In contrast, the US Dollar Index (DXY) opened Wednesday on a higher footing before retreating to 108.50, down 0.15 percent as equity markets reduced recent losses in the absence of exceptionally positive US data. Inconsistency in the most recent Fedspeak and market chatter on whether Fed Chair Powell will emphasize his economic concerns at the Jackson Hole Symposium or refrain from making unduly aggressive remarks added to the dollar index's decline against the six major currencies.

 

The July data for US Durable Goods Orders was 0.0%, which was below the predicted 0.6% and the significantly lowered 2.2% estimate from the previous month. However, Nondefense Capital Goods Orders excluding Aircraft above the 0.3% market consensus to achieve 0.4%, up from 0.9% earlier.
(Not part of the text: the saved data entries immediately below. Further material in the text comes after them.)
use chrono::{DateTime, Utc};
use serde::Serialize;
use serde_json::Value;
use std::collections::HashSet;
use std::sync::Arc;
use tokio::sync::{mpsc, oneshot};
use tokio::task::JoinHandle;

use crate::db::{KvStore, StoreKey};
use crate::error::{AppError, AppResult};
use crate::models::{Collection, ListItem};
use crate::services::normalize::normalize_key;

pub const DEFAULT_LIMIT: usize = 1000;
pub const MAX_LIMIT: usize = 5000;

/// Pending inserts before callers start waiting on the queue
const WRITE_QUEUE_CAPACITY: usize = 256;

/// Result of an insert that did not fail
#[derive(Debug, Clone, Copy, PartialEq, Eq)]
pub enum InsertOutcome {
    Added,
    /// Key already in the target collection; nothing written
    Duplicate,
}

/// The three lists as read together
#[derive(Debug, Clone, Default, PartialEq)]
pub struct Collections {
    pub ratings: Vec<ListItem>,
    pub parked: Vec<ListItem>,
    pub rejects: Vec<ListItem>,
}

impl Collections {
    pub fn get(&self, collection: Collection) -> &Vec<ListItem> {
        match collection {
            Collection::Ratings => &self.ratings,
            Collection::Parked => &self.parked,
            Collection::Rejects => &self.rejects,
        }
    }

    pub fn get_mut(&mut self, collection: Collection) -> &mut Vec<ListItem> {
        match collection {
            Collection::Ratings => &mut self.ratings,
            Collection::Parked => &mut self.parked,
            Collection::Rejects => &mut self.rejects,
        }
    }

    /// Which collection holds `key`, compared in normalized form
    pub fn membership(&self, key: &str) -> Option<Collection> {
        let key = normalize_key(key);
        Collection::ALL.into_iter().find(|collection| {
            self.get(*collection)
                .iter()
                .any(|item| normalize_key(&item.canonical_key) == key)
        })
    }

    /// Normalized keys of every listed title
    pub fn exclusion_set(&self) -> HashSet<String> {
        Collection::ALL
            .iter()
            .flat_map(|collection| self.get(*collection).iter())
            .map(|item| normalize_key(&item.canonical_key))
            .collect()
    }
}

/// Validates a raw insert payload and normalizes its key
///
/// `rating` is checked on the raw JSON so that a present-but-null rating is
/// still refused outside `ratings`.
pub fn validate_item(collection: Collection, payload: Value) -> AppResult<ListItem> {
    let Value::Object(mut fields) = payload else {
        return Err(AppError::Validation("Invalid payload".to_string()));
    };

    let raw_key = match fields.get("canonical_key") {
        Some(Value::String(key)) if !key.trim().is_empty() => key.trim().to_string(),
        _ => {
            return Err(AppError::Validation(
                "canonical_key (non-empty string) required".to_string(),
            ))
        }
    };
    let key = normalize_key(&raw_key);
    if key.is_empty() {
        return Err(AppError::Validation(
            "canonical_key must contain letters or digits".to_string(),
        ));
    }
    fields.insert("canonical_key".to_string(), Value::String(key));

    if collection.requires_rating() {
        let rating = fields
            .get("rating")
            .and_then(Value::as_f64)
            .filter(|r| r.is_finite())
            .ok_or_else(|| {
                AppError::Validation("rating (number) required for ratings".to_string())
            })?;
        if !(0.0..=5.0).contains(&rating) {
            return Err(AppError::Validation(
                "rating must be between 0 and 5".to_string(),
            ));
        }
    } else if fields.contains_key("rating") {
        return Err(AppError::Validation(format!(
            "rating not allowed for {}",
            collection
        )));
    }

    serde_json::from_value(Value::Object(fields))
        .map_err(|e| AppError::Validation(format!("Invalid list item: {}", e)))
}

/// Applies one insert to an in-memory snapshot of the lists
///
/// Conflicts leave `lists` untouched. On `Added` the target collection has
/// grown by one and must be persisted by the caller.
pub fn apply_insert(
    lists: &mut Collections,
    collection: Collection,
    mut item: ListItem,
    now: DateTime<Utc>,
) -> AppResult<InsertOutcome> {
    match lists.membership(&item.canonical_key) {
        Some(existing) if existing == collection => return Ok(InsertOutcome::Duplicate),
        Some(existing) => return Err(AppError::Conflict(existing)),
        None => {}
    }

    if collection.requires_rating() {
        item.rated_at.get_or_insert(now);
    } else {
        item.added_at.get_or_insert(now);
    }
    lists.get_mut(collection).push(item);
    Ok(InsertOutcome::Added)
}

/// Slice requested by a list read
#[derive(Debug, Clone, Copy, PartialEq, Eq)]
pub struct Pagination {
    pub offset: usize,
    pub limit: usize,
}

impl Default for Pagination {
    fn default() -> Self {
        Self {
            offset: 0,
            limit: DEFAULT_LIMIT,
        }
    }
}

impl Pagination {
    /// Lenient parsing of query values
    ///
    /// Only the leading integer of a value counts (`2.5` is 2, `10abc` is 10).
    /// Negative offsets clamp to 0. A missing, unparsable or zero limit means
    /// the default; anything else clamps to [1, MAX_LIMIT].
    pub fn from_query(offset: Option<&str>, limit: Option<&str>) -> Self {
        let offset = offset.and_then(leading_integer).unwrap_or(0).max(0) as usize;
        let limit = match limit.and_then(leading_integer) {
            None | Some(0) => DEFAULT_LIMIT as i64,
            Some(n) => n,
        }
        .clamp(1, MAX_LIMIT as i64) as usize;

        Self { offset, limit }
    }
}

/// Optional sign followed by digits at the start of `raw`, saturating
fn leading_integer(raw: &str) -> Option<i64> {
    let raw = raw.trim_start();
    let (negative, digits) = match raw.strip_prefix('-') {
        Some(rest) => (true, rest),
        None => (false, raw.strip_prefix('+').unwrap_or(raw)),
    };

    let mut value: i64 = 0;
    let mut seen = false;
    for digit in digits.chars().map_while(|c| c.to_digit(10)) {
        seen = true;
        value = value.saturating_mul(10).saturating_add(i64::from(digit));
    }

    seen.then_some(if negative { -value } else { value })
}

/// One page of a collection
#[derive(Debug, Clone, Serialize)]
pub struct ListPage {
    pub total: usize,
    pub offset: usize,
    pub limit: usize,
    pub items: Vec<ListItem>,
}

impl ListPage {
    pub fn slice(items: Vec<ListItem>, page: Pagination) -> Self {
        let total = items.len();
        let items = items
            .into_iter()
            .skip(page.offset)
            .take(page.limit)
            .collect();
        Self {
            total,
            offset: page.offset,
            limit: page.limit,
            items,
        }
    }
}

/// Message for the list writer task
struct InsertRequest {
    collection: Collection,
    item: ListItem,
    reply: oneshot::Sender<AppResult<InsertOutcome>>,
}

/// Owner of the three collections
///
/// Reads go straight to the store. Inserts are funneled through a single
/// writer task so the membership check and the write never interleave with
/// another insert from this process.
#[derive(Clone)]
pub struct ListStore {
    store: Arc<dyn KvStore>,
    write_tx: mpsc::Sender<InsertRequest>,
}

/// Handle for gracefully shutting down the list writer
pub struct ListWriterHandle {
    shutdown_tx: mpsc::Sender<()>,
    task: JoinHandle<()>,
}

impl ListWriterHandle {
    /// Stops the writer after it has processed every queued insert
    pub async fn shutdown(self) {
        let _ = self.shutdown_tx.send(()).await;
        tracing::info!("List writer shutdown signal sent");
        if let Err(e) = self.task.await {
            tracing::error!(error = %e, "List writer task ended abnormally");
        }
    }
}

impl ListStore {
    /// Creates the store and spawns its writer task
    pub fn spawn(store: Arc<dyn KvStore>) -> (Self, ListWriterHandle) {
        let (write_tx, write_rx) = mpsc::channel(WRITE_QUEUE_CAPACITY);
        let (shutdown_tx, shutdown_rx) = mpsc::channel(1);

        let writer_store = store.clone();
        let task = tokio::spawn(async move {
            list_writer_task(writer_store, write_rx, shutdown_rx).await;
        });

        (
            Self { store, write_tx },
            ListWriterHandle { shutdown_tx, task },
        )
    }

    /// Reads one collection; an absent key is an empty list
    pub async fn read(&self, collection: Collection) -> AppResult<Vec<ListItem>> {
        read_collection(self.store.as_ref(), collection).await
    }

    /// Reads the three collections concurrently
    pub async fn read_all(&self) -> AppResult<Collections> {
        read_all_collections(self.store.as_ref()).await
    }

    pub async fn membership(&self, key: &str) -> AppResult<Option<Collection>> {
        Ok(self.read_all().await?.membership(key))
    }

    /// Validates and inserts an item
    pub async fn insert(&self, collection: Collection, payload: Value) -> AppResult<InsertOutcome> {
        let item = validate_item(collection, payload)?;
        let (reply, response) = oneshot::channel();

        self.write_tx
            .send(InsertRequest {
                collection,
                item,
                reply,
            })
            .await
            .map_err(|_| AppError::Internal("List writer is not running".to_string()))?;

        response
            .await
            .map_err(|_| AppError::Internal("List writer dropped the request".to_string()))?
    }

    pub async fn list(&self, collection: Collection, page: Pagination) -> AppResult<ListPage> {
        let items = self.read(collection).await?;
        Ok(ListPage::slice(items, page))
    }
}

/// Items are read leniently: a foreign shape never fails the whole list
async fn read_collection(store: &dyn KvStore, collection: Collection) -> AppResult<Vec<ListItem>> {
    let items = match store.get_json::<Value>(StoreKey::List(collection)).await? {
        Some(Value::Array(items)) => items,
        Some(_) => {
            tracing::warn!(collection = %collection, "Stored list is not an array, reading as empty");
            return Ok(Vec::new());
        }
        None => return Ok(Vec::new()),
    };

    let total = items.len();
    let items: Vec<ListItem> = items.into_iter().filter_map(ListItem::from_stored).collect();
    if items.len() < total {
        tracing::warn!(
            collection = %collection,
            skipped = total - items.len(),
            "Skipping stored list entries that are not objects"
        );
    }
    Ok(items)
}

async fn read_all_collections(store: &dyn KvStore) -> AppResult<Collections> {
    let (ratings, parked, rejects) = tokio::try_join!(
        read_collection(store, Collection::Ratings),
        read_collection(store, Collection::Parked),
        read_collection(store, Collection::Rejects),
    )?;
    Ok(Collections {
        ratings,
        parked,
        rejects,
    })
}

/// Background task that applies inserts one at a time
///
/// On shutdown signal, stops accepting new requests and drains the queue.
/// Dropping the handle without signalling leaves the task running until the
/// last `ListStore` clone is gone.
async fn list_writer_task(
    store: Arc<dyn KvStore>,
    mut write_rx: mpsc::Receiver<InsertRequest>,
    mut shutdown_rx: mpsc::Receiver<()>,
) {
    tracing::info!("List writer task started");

    loop {
        tokio::select! {
            Some(request) = write_rx.recv() => {
                process_insert(store.as_ref(), request).await;
            }
            Some(()) = shutdown_rx.recv() => {
                write_rx.close();
                let mut drained = 0;
                while let Some(request) = write_rx.recv().await {
                    process_insert(store.as_ref(), request).await;
                    drained += 1;
                }
                tracing::info!(drained, "List writer task stopped");
                break;
            }
            else => {
                tracing::info!("List writer task stopped, no producers left");
                break;
            }
        }
    }
}

async fn process_insert(store: &dyn KvStore, request: InsertRequest) {
    let InsertRequest {
        collection,
        item,
        reply,
    } = request;
    let key = item.canonical_key.clone();

    let result = insert_and_persist(store, collection, item).await;
    match &result {
        Ok(InsertOutcome::Added) => {
            tracing::info!(collection = %collection, canonical_key = %key, "Item added")
        }
        Ok(InsertOutcome::Duplicate) => {
            tracing::debug!(collection = %collection, canonical_key = %key, "Duplicate insert ignored")
        }
        Err(AppError::Conflict(other)) => tracing::info!(
            collection = %collection,
            canonical_key = %key,
            conflict_with = %other,
            "Insert rejected by cross-list conflict"
        ),
        Err(e) => tracing::error!(collection = %collection, error = %e, "Insert failed"),
    }

    // The caller may have gone away; the write stands either way
    let _ = reply.send(result);
}

async fn insert_and_persist(
    store: &dyn KvStore,
    collection: Collection,
    item: ListItem,
) -> AppResult<InsertOutcome> {
    let mut lists = read_all_collections(store).await?;
    let outcome = apply_insert(&mut lists, collection, item, Utc::now())?;
    if outcome == InsertOutcome::Added {
        store
            .put_json(StoreKey::List(collection), lists.get(collection))
            .await?;
    }
    Ok(outcome)
}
In July, Pending Home Sales improved to -1.0% MoM from -4.0% expected and -8.9% before (revised down from -8.9%). Annually, the fall in Pending Home Sales was 19.9%, which was less than the prior annual decline of 20%.

 

US 10-year Treasury rates reached a two-month high of roughly 3.10%, the highest level in a week, while Wall Street benchmarks showed moderate increases, allowing S&P 500 Futures to remain somewhat bullish at around 4,150 as of the most recent update.

 

Future calendars will feature the second edition of the US GDP for the second quarter alongside the US Personal Consumption Expenditure (PCE) for the designated period. For new efforts, Jackson Hole will receive the most attention. Morgan Stanley has indicated in its study that the gloomy GDP outlook continues to weigh on the British pound. We do not predict a big decline in GBP from here, despite the fact that GDP projections are already bleak and GBP sentiment is negative.

 

Buyers need confirmation from June's low of 1.1933 to take control of the GBP/USD pair. GBP/USD bears look to be losing momentum at the multi-month bottom, but buyers need confirmation from June's low of 1.1933 to reclaim control.